REQUIRED WORK:
All lines from the opening of the data to the line containing "Frames-per-second represented as" must be returned unchanged, and only those lines.

GIVEN RECORDS:
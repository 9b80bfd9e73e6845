use crate::foundation::error::{ReelError, ReelResult};

pub use kurbo::{Affine, Point, Rect, Vec2};

/// Absolute 0-based output frame index of an export job.
#[derive(
    Clone, Copy, Debug, PartialEq, Eq, PartialOrd, Ord, Hash, serde::Serialize, serde::Deserialize,
)]
pub struct FrameIndex(pub u64);

/// Frames-per-second represented as a rational `num/den`.
#[derive(Clone, Copy, Debug, PartialEq, Eq, serde::Serialize, serde::Deserialize)]
pub struct Fps {
    /// Numerator (frames).
    pub num: u32,
    /// Denominator (seconds), must be non-zero.
    pub den: u32,
}

impl Fps {
    /// Create a validated FPS value.
    pub fn new(num: u32, den: u32) -> ReelResult<Self> {
        if den == 0 {
            return Err(ReelError::validation("Fps den must be > 0"));
        }
        if num == 0 {
            return Err(ReelError::validation("Fps num must be > 0"));
        }
        Ok(Self { num, den })
    }

    /// Whole-number frame rate, e.g. `Fps::whole(30)`.
    pub fn whole(num: u32) -> ReelResult<Self> {
        Self::new(num, 1)
    }

    /// Convert to floating-point FPS.
    pub fn as_f64(self) -> f64 {
        f64::from(self.num) / f64::from(self.den)
    }

    /// Duration of one frame in seconds.
    pub fn frame_duration_secs(self) -> f64 {
        f64::from(self.den) / f64::from(self.num)
    }

    /// Convert frame count to seconds.
    pub fn frames_to_secs(self, frames: u64) -> f64 {
        (frames as f64) * self.frame_duration_secs()
    }

    /// Convert seconds to frame count using ceiling semantics.
    ///
    /// Products that land within `1e-9` of an integer are treated as that integer, so
    /// `30 fps * (10 / 3) s` is 100 frames rather than 101.
    pub fn secs_to_frames_ceil(self, secs: f64) -> u64 {
        ceil_tolerant(secs * self.as_f64())
    }
}

pub(crate) fn ceil_tolerant(v: f64) -> u64 {
    if !v.is_finite() || v <= 0.0 {
        return 0;
    }
    let nearest = v.round();
    if (v - nearest).abs() < 1e-9 {
        nearest as u64
    } else {
        v.ceil() as u64
    }
}

/// Output canvas dimensions in pixels.
#[derive(Clone, Copy, Debug, PartialEq, Eq, serde::Serialize, serde::Deserialize)]
pub struct Canvas {
    /// Width in pixels.
    pub width: u32,
    /// Height in pixels.
    pub height: u32,
}

impl Canvas {
    pub fn center(self) -> Point {
        Point::new(f64::from(self.width) / 2.0, f64::from(self.height) / 2.0)
    }
}

/// Portrait output resolutions offered for short-form export.
#[derive(
    Clone, Copy, Debug, Default, PartialEq, Eq, serde::Serialize, serde::Deserialize, clap::ValueEnum,
)]
pub enum Resolution {
    /// 720x1280.
    #[default]
    #[serde(rename = "720p")]
    #[value(name = "720p")]
    Portrait720,
    /// 1080x1920.
    #[serde(rename = "1080p")]
    #[value(name = "1080p")]
    Portrait1080,
}

impl Resolution {
    pub fn canvas(self) -> Canvas {
        match self {
            Self::Portrait720 => Canvas {
                width: 720,
                height: 1280,
            },
            Self::Portrait1080 => Canvas {
                width: 1080,
                height: 1920,
            },
        }
    }
}

#[cfg(test)]
#[path = "../../tests/unit/foundation/core.rs"]
mod tests;
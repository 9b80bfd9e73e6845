/// Receives scene switches during live playback.
///
/// Implementations own whatever shows a scene (a window, a media element, a log line). The
/// controller deactivates the previous scene before activating the next one.
pub trait ScenePresenter: Send {
    fn activate(&mut self, index: usize);
    fn deactivate(&mut self, index: usize);
}

/// Headless presenter that logs every switch.
#[derive(Clone, Copy, Debug, Default)]
pub struct TracingPresenter;

impl ScenePresenter for TracingPresenter {
    fn activate(&mut self, index: usize) {
        tracing::info!(scene = index, "scene shown");
    }

    fn deactivate(&mut self, index: usize) {
        tracing::debug!(scene = index, "scene paused");
    }
}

WRITTEN ANSWER:
repository 9b80bfd9e73e6845
use crate::foundation::error::{ReelError, ReelResult};

pub use kurbo::{Affine, Point, Rect, Vec2};

/// Absolute 0-based output frame index of an export job.
#[derive(
    Clone, Copy, Debug, PartialEq, Eq, PartialOrd, Ord, Hash, serde::Serialize, serde::Deserialize,
)]
pub struct FrameIndex(pub u64);

/// Frames-per-second represented as a rational `num/den`.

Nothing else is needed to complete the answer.